### Aim of the task
Count the lines in the records that hold the string "Debug". Only the number should be given.

Source data
//! Commands: what to run against which table.

use std::fmt;

use super::clause::{to_strings, QueryParam};
use super::filter::Filter;

/// Placeholder for the column list of an insert.
pub const FIELDS_TOKEN: &str = "{{FIELDS}}";
/// Placeholder for the literal list of an insert.
pub const VALUES_TOKEN: &str = "{{VALUES}}";
/// Placeholder for the `column=literal` list of an update.
pub const FIELD_VALUES_TOKEN: &str = "{{FIELDVALUES}}";

/// Kind of a command.
#[derive(Debug, Clone, Copy, PartialEq, Eq, Hash)]
pub enum CommandKind {
    /// `SELECT`, returns rows.
    Select,
    /// `INSERT`, needs a payload.
    Insert,
    /// `UPDATE`, needs a payload.
    Update,
    /// `DELETE`.
    Delete,
    /// Caller-written SQL, passed through.
    Sql,
}

impl CommandKind {
    /// Whether the command produces rows.
    #[must_use]
    pub const fn returns_rows(self) -> bool {
        matches!(self, Self::Select | Self::Sql)
    }

    /// Whether the command needs a data payload.
    #[must_use]
    pub const fn needs_payload(self) -> bool {
        matches!(self, Self::Insert | Self::Update)
    }
}

impl fmt::Display for CommandKind {
    fn fmt(&self, f: &mut fmt::Formatter<'_>) -> fmt::Result {
        match self {
            Self::Select => write!(f, "select"),
            Self::Insert => write!(f, "insert"),
            Self::Update => write!(f, "update"),
            Self::Delete => write!(f, "delete"),
            Self::Sql => write!(f, "sql"),
        }
    }
}

/// A command to compile and run.
///
/// ```
/// use oxide_pg::{Command, Filter};
///
/// let query = Command::select("articles")
///     .columns(&["id", "title"])
///     .filter(Filter::gte("score", 50))
///     .order_by(&["-created"])
///     .take(10);
/// ```
#[derive(Debug, Clone, PartialEq)]
pub struct Command {
    kind: CommandKind,
    table: String,
    sql: String,
    param: QueryParam,
    allowed_fields: Vec<String>,
}

impl Command {
    fn new(kind: CommandKind, table: &str) -> Self {
        Self {
            kind,
            table: table.to_string(),
            sql: String::new(),
            param: QueryParam::default(),
            allowed_fields: Vec::new(),
        }
    }

    /// Selects rows from `table`.
    #[must_use]
    pub fn select(table: &str) -> Self {
        Self::new(CommandKind::Select, table)
    }

    /// Inserts the payload into `table`.
    #[must_use]
    pub fn insert(table: &str) -> Self {
        Self::new(CommandKind::Insert, table)
    }

    /// Updates rows of `table` matching the filter.
    #[must_use]
    pub fn update(table: &str) -> Self {
        Self::new(CommandKind::Update, table)
    }

    /// Deletes rows of `table` matching the filter.
    #[must_use]
    pub fn delete(table: &str) -> Self {
        Self::new(CommandKind::Delete, table)
    }

    /// Runs `sql` as written.
    #[must_use]
    pub fn sql(sql: impl Into<String>) -> Self {
        let mut command = Self::new(CommandKind::Sql, "");
        command.sql = sql.into();
        command
    }

    /// Sets the projection of a select.
    #[must_use]
    pub fn columns(mut self, fields: &[&str]) -> Self {
        self.param.select = to_strings(fields);
        self
    }

    /// Sets the row filter.
    #[must_use]
    pub fn filter(mut self, filter: Filter) -> Self {
        self.param.filter = Some(filter);
        self
    }

    /// Sets the sort keys; `-name` sorts descending.
    #[must_use]
    pub fn order_by(mut self, fields: &[&str]) -> Self {
        self.param.sort = to_strings(fields);
        self
    }

    /// Skips the first `n` rows.
    #[must_use]
    pub const fn skip(mut self, n: u64) -> Self {
        self.param.skip = n;
        self
    }

    /// Returns at most `n` rows; 0 is unbounded.
    #[must_use]
    pub const fn take(mut self, n: u64) -> Self {
        self.param.take = n;
        self
    }

    /// Groups by the given columns.
    #[must_use]
    pub fn group_by(mut self, fields: &[&str]) -> Self {
        self.param.group_by = to_strings(fields);
        self
    }

    /// Replaces all query parameters.
    #[must_use]
    pub fn param(mut self, param: QueryParam) -> Self {
        self.param = param;
        self
    }

    /// Restricts which payload columns an insert or update writes.
    /// Matching ignores case; the listed spelling is what gets emitted.
    #[must_use]
    pub fn allow_fields(mut self, fields: &[&str]) -> Self {
        self.allowed_fields = to_strings(fields);
        self
    }

    /// Command kind.
    #[must_use]
    pub const fn kind(&self) -> CommandKind {
        self.kind
    }

    /// Target table; empty for raw SQL.
    #[must_use]
    pub fn table(&self) -> &str {
        &self.table
    }

    /// Raw SQL text; empty unless the kind is [`CommandKind::Sql`].
    #[must_use]
    pub fn raw_sql(&self) -> &str {
        &self.sql
    }

    /// Query parameters.
    #[must_use]
    pub const fn query(&self) -> &QueryParam {
        &self.param
    }

    /// Payload allow-list; empty writes every payload column.
    #[must_use]
    pub fn allowed_fields(&self) -> &[String] {
        &self.allowed_fields
    }
}

/// A command rendered to SQL text.
#[derive(Debug, Clone, PartialEq, Eq)]
pub struct CompiledCommand {
    /// Kind of the source command.
    pub kind: CommandKind,
    /// Statement text.
    pub sql: String,
}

### Finished task
3